Members of nursing organizations attending the news briefing welcomed the report's sweeping recommendations. “It's clear that there is strong support for this,” Geraldine Bednash, PhD, RN, FAAN, told OT. Ms. Bednash, CEO and Executive Director of the American Association of Colleges of Nursing, added, “We are committed to working together and finding common ground.”
Kathy Apple, MS, RN, FAAN, who is CEO of the National Council of State Boards of Nursing, said, “We're very excited about it. We think the time is absolutely right.”
Encouraging Young Nurses
Asked how young student nurses can be encouraged during their education to enter oncology nursing, given the expected increase in the number of cancer patients, committee member Michael Bleich, PhD, MPH, RN, FAAN, the Carol A. Lindeman Distinguished Professor and Dean of the School of Nursing at Oregon Health and Science University, said, “It's what you get exposed to; it's the excitement of the faculty. That relationship of faculty and students is very important.”
Dr. Bleich noted that nursing students might come into nursing school with a preconceived idea of what aspect of patient care they are interested in, but then exposure to a field such as oncology might completely change the students' minds and excite them about helping cancer patients.
The IOM report makes the following specific recommendations:
1. Remove scope-of-practice barriers, including state and Medicare and Medicaid regulations—”States with unduly restrictive regulations should be urged to amend them to allow advanced practice nurses to provide care to patients in all circumstances in which they are qualified to do so.”
2. Expand opportunities for nurses to lead and diffuse collaborative improvement efforts, especially innovative, patient-centered care models. Nursing education programs should provide entrepreneurial professional development.
3. Implement nurse residency programs for nurses who have completed a prelicensure or advanced practice degree program or when they are transitioning into a new clinical practice area.

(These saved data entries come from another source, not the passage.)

use std::sync::Arc;

use axum::{
    Router,
    extract::{Extension, Json, Path, rejection::JsonRejection},
    http::StatusCode,
    routing::{delete, get},
};

use sharebook_core::{CategoryId, LedgerId};

use crate::app::routes::common::{no_content, parse_id, parse_pair, respond};
use crate::app::services::AppServices;
use crate::app::{dto, errors};
use crate::context::PrincipalContext;

pub fn router() -> Router {
    Router::new()
        .route("/", get(list_categories).post(create_category))
        .route("/:category_id", delete(delete_category))
}

pub async fn list_categories(
    Extension(services): Extension<Arc<AppServices>>,
    Extension(principal): Extension<PrincipalContext>,
    Path(ledger_id): Path<String>,
) -> axum::response::Response {
    let result = parse_id::<LedgerId>(&ledger_id)
        .and_then(|id| services.categories.list(principal.user_id(), id));
    respond(StatusCode::OK, result)
}

pub async fn create_category(
    Extension(services): Extension<Arc<AppServices>>,
    Extension(principal): Extension<PrincipalContext>,
    Path(ledger_id): Path<String>,
    body: Result<Json<dto::CreateCategoryRequest>, JsonRejection>,
) -> axum::response::Response {
    let Json(body) = match body {
        Ok(b) => b,
        Err(e) => return errors::json_rejection(e),
    };
    let result = parse_id::<LedgerId>(&ledger_id)
        .and_then(|id| services.categories.create(principal.user_id(), id, body.into()));
    respond(StatusCode::CREATED, result)
}

pub async fn delete_category(
    Extension(services): Extension<Arc<AppServices>>,
    Extension(principal): Extension<PrincipalContext>,
    Path((ledger_id, category_id)): Path<(String, String)>,
) -> axum::response::Response {
    let result = parse_pair::<LedgerId, CategoryId>(&ledger_id, &category_id)
        .and_then(|(ledger_id, category_id)| {
            services
                .categories
                .delete(principal.user_id(), ledger_id, category_id)
        });
    no_content(result)
}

4. Increase the proportion of nurses with a baccalaureate degree from 50% to 80% by 2020. Educational loans and grants should be expanded for second-degree nursing students.
5. Double the number of nurses with a doctorate by 2020.
6. Ensure that nurses engage in lifelong learning through continual professional development programs and activities.
7. Prepare and enable nurses to lead change to advance health. Nursing associations and nursing education programs should provide leadership development, and nurse-leaders should be represented on decision-making boards and management teams.
8. Build an infrastructure for the collection and analysis of interprofessional workforce data, in order to assess health care workforce needs by demographics, numbers, skill mix, and geographic distribution.